Study material:
::::::::
//! Team Page

use leptos::prelude::*;

use crate::catalog::{ADVISORS, COMPANY_STATS, MISSION_VALUES, TEAM_MEMBERS};
use crate::components::{Badge, BadgeVariant, Card};
use crate::models::TeamMember;

#[component]
pub fn TeamPage() -> impl IntoView {
    view! {
        <div class="container py-8">
            <div class="mb-8 text-center">
                <h1 class="text-3xl font-bold mb-2">"Meet Our Team"</h1>
                <p class="text-muted-foreground text-lg max-w-2xl mx-auto">
                    "Passionate experts in AI, safety technology, and emergency response working together to make the world safer"
                </p>
            </div>

            <div class="grid grid-cols-1 md:grid-cols-2 lg:grid-cols-4 gap-6 mb-12">
                {COMPANY_STATS.iter().map(|stat| view! {
                    <Card class="text-center">
                        <div class="icon-tile round mx-auto mb-3">{stat.icon}</div>
                        <div class="text-3xl font-bold text-primary mb-1">{stat.value}</div>
                        <div class="text-sm text-muted-foreground">{stat.label}</div>
                    </Card>
                }).collect_view()}
            </div>

            <div class="mb-12">
                <h2 class="text-2xl font-bold mb-6 text-center">"Core Team"</h2>
                <div class="grid grid-cols-1 md:grid-cols-2 lg:grid-cols-3 gap-6">
                    {TEAM_MEMBERS.iter().map(member_card).collect_view()}
                </div>
            </div>

            <div class="mb-12">
                <h2 class="text-2xl font-bold mb-6 text-center">"Advisory Board"</h2>
                <div class="grid grid-cols-1 md:grid-cols-3 gap-6">
                    {ADVISORS.iter().map(|advisor| view! {
                        <Card class="text-center">
                            <div class="icon-tile round secondary mx-auto mb-4">"🏅"</div>
                            <h3 class="font-bold text-lg mb-1">{advisor.name}</h3>
                            <p class="text-primary font-semibold mb-1">{advisor.role}</p>
                            <p class="text-sm text-muted-foreground mb-2">{advisor.company}</p>
                            <Badge variant=BadgeVariant::Outline>{advisor.expertise}</Badge>
                        </Card>
                    }).collect_view()}
                </div>
            </div>

            <Card class="cta text-center">
                <h2 class="text-2xl font-bold mb-4">"Our Mission"</h2>
                <p class="text-lg text-muted-foreground mb-6 max-w-3xl mx-auto">
                    "We believe that technology should serve humanity's most critical needs. Our team is dedicated to building AI-powered safety solutions that protect lives, prevent accidents, and enable faster emergency response worldwide."
                </p>
                <div class="grid grid-cols-1 md:grid-cols-3 gap-6 mt-8">
                    {MISSION_VALUES.iter().map(|value| view! {
                        <div class="text-center">
                            <div class="icon-tile round mx-auto mb-3">{value.icon}</div>
                            <h3 class="font-semibold mb-2">{value.title}</h3>
                            <p class="text-sm text-muted-foreground">{value.description}</p>
                        </div>
                    }).collect_view()}
                </div>
            </Card>

            <Card class="mt-8 text-center">
                <h2 class="text-2xl font-bold mb-4">"Join Our Mission"</h2>
                <p class="text-muted-foreground mb-6 max-w-2xl mx-auto">
                    "We're always looking for talented individuals who share our passion for safety technology and making a positive impact on the world."
                </p>
                <div class="flex flex-col sm:flex-row gap-4 justify-center">
                    <button class="btn btn-emergency">"✉ View Open Positions"</button>
                    <button class="btn btn-outline">"GH Contribute to Open Source"</button>
                </div>
            </Card>
        </div>
    }
}

fn member_card(member: &'static TeamMember) -> impl IntoView {
    view! {
        <Card class="group">
            <div class="text-center">
                <div class="avatar mx-auto mb-4">{member.domain_glyph()}</div>
                <h3 class="text-xl font-semibold">{member.name}</h3>
                <p class="font-semibold text-primary">{member.role}</p>
                <Badge variant=BadgeVariant::Secondary>{member.domain}</Badge>
            </div>
            <div class="space-y-4">
                <p class="text-sm text-muted-foreground text-center">{member.bio}</p>
                <div>
                    <h4 class="text-sm font-semibold mb-2">"Expertise"</h4>
                    <div class="flex flex-wrap gap-1">
                        {member.skills.iter().map(|skill| view! {
                            <Badge variant=BadgeVariant::Outline>{*skill}</Badge>
                        }).collect_view()}
                    </div>
                </div>
                <div class="flex justify-center gap-3 pt-4 border-t">
                    {member.social.iter().map(|(platform, link)| view! {
                        <a href=*link target="_blank" rel="noopener noreferrer" class="btn btn-ghost btn-sm">
                            {platform.glyph()}
                        </a>
                    }).collect_view()}
                </div>
            </div>
        </Card>
    }
}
::::::::
All records are to be retyped precisely.

//! Team Page

use leptos::prelude::*;

use crate::catalog::{ADVISORS, COMPANY_STATS, MISSION_VALUES, TEAM_MEMBERS};
use crate::components::{Badge, BadgeVariant, Card};
use crate::models::TeamMember;

#[component]
pub fn TeamPage() -> impl IntoView {
    view! {
        <div class="container py-8">
            <div class="mb-8 text-center">
                <h1 class="text-3xl font-bold mb-2">"Meet Our Team"</h1>
                <p class="text-muted-foreground text-lg max-w-2xl mx-auto">
                    "Passionate experts in AI, safety technology, and emergency response working together to make the world safer"
                </p>
            </div>

            <div class="grid grid-cols-1 md:grid-cols-2 lg:grid-cols-4 gap-6 mb-12">
                {COMPANY_STATS.iter().map(|stat| view! {
                    <Card class="text-center">
                        <div class="icon-tile round mx-auto mb-3">{stat.icon}</div>
                        <div class="text-3xl font-bold text-primary mb-1">{stat.value}</div>
                        <div class="text-sm text-muted-foreground">{stat.label}</div>
                    </Card>
                }).collect_view()}
            </div>

            <div class="mb-12">
                <h2 class="text-2xl font-bold mb-6 text-center">"Core Team"</h2>
                <div class="grid grid-cols-1 md:grid-cols-2 lg:grid-cols-3 gap-6">
                    {TEAM_MEMBERS.iter().map(member_card).collect_view()}
                </div>
            </div>

            <div class="mb-12">
                <h2 class="text-2xl font-bold mb-6 text-center">"Advisory Board"</h2>
                <div class="grid grid-cols-1 md:grid-cols-3 gap-6">
                    {ADVISORS.iter().map(|advisor| view! {
                        <Card class="text-center">
                            <div class="icon-tile round secondary mx-auto mb-4">"🏅"</div>
                            <h3 class="font-bold text-lg mb-1">{advisor.name}</h3>
                            <p class="text-primary font-semibold mb-1">{advisor.role}</p>
                            <p class="text-sm text-muted-foreground mb-2">{advisor.company}</p>
                            <Badge variant=BadgeVariant::Outline>{advisor.expertise}</Badge>
                        </Card>
                    }).collect_view()}
                </div>
            </div>

            <Card class="cta text-center">
                <h2 class="text-2xl font-bold mb-4">"Our Mission"</h2>
                <p class="text-lg text-muted-foreground mb-6 max-w-3xl mx-auto">
                    "We believe that technology should serve humanity's most critical needs. Our team is dedicated to building AI-powered safety solutions that protect lives, prevent accidents, and enable faster emergency response worldwide."
                </p>
                <div class="grid grid-cols-1 md:grid-cols-3 gap-6 mt-8">
                    {MISSION_VALUES.iter().map(|value| view! {
                        <div class="text-center">
                            <div class="icon-tile round mx-auto mb-3">{value.icon}</div>
                            <h3 class="font-semibold mb-2">{value.title}</h3>
                            <p class="text-sm text-muted-foreground">{value.description}</p>
                        </div>
                    }).collect_view()}
                </div>
            </Card>

            <Card class="mt-8 text-center">
                <h2 class="text-2xl font-bold mb-4">"Join Our Mission"</h2>
                <p class="text-muted-foreground mb-6 max-w-2xl mx-auto">
                    "We're always looking for talented individuals who share our passion for safety technology and making a positive impact on the world."
                </p>
                <div class="flex flex-col sm:flex-row gap-4 justify-center">
                    <button class="btn btn-emergency">"✉ View Open Positions"</button>
                    <button class="btn btn-outline">"GH Contribute to Open Source"</button>
                </div>
            </Card>
        </div>
    }
}

fn member_card(member: &'static TeamMember) -> impl IntoView {
    view! {
        <Card class="group">
            <div class="text-center">
                <div class="avatar mx-auto mb-4">{member.domain_glyph()}</div>
                <h3 class="text-xl font-semibold">{member.name}</h3>
                <p class="font-semibold text-primary">{member.role}</p>
                <Badge variant=BadgeVariant::Secondary>{member.domain}</Badge>
            </div>
            <div class="space-y-4">
                <p class="text-sm text-muted-foreground text-center">{member.bio}</p>
                <div>
                    <h4 class="text-sm font-semibold mb-2">"Expertise"</h4>
                    <div class="flex flex-wrap gap-1">
                        {member.skills.iter().map(|skill| view! {
                            <Badge variant=BadgeVariant::Outline>{*skill}</Badge>
                        }).collect_view()}
                    </div>
                </div>
                <div class="flex justify-center gap-3 pt-4 border-t">
                    {member.social.iter().map(|(platform, link)| view! {
                        <a href=*link target="_blank" rel="noopener noreferrer" class="btn btn-ghost btn-sm">
                            {platform.glyph()}
                        </a>
                    }).collect_view()}
                </div>
            </div>
        </Card>
    }
}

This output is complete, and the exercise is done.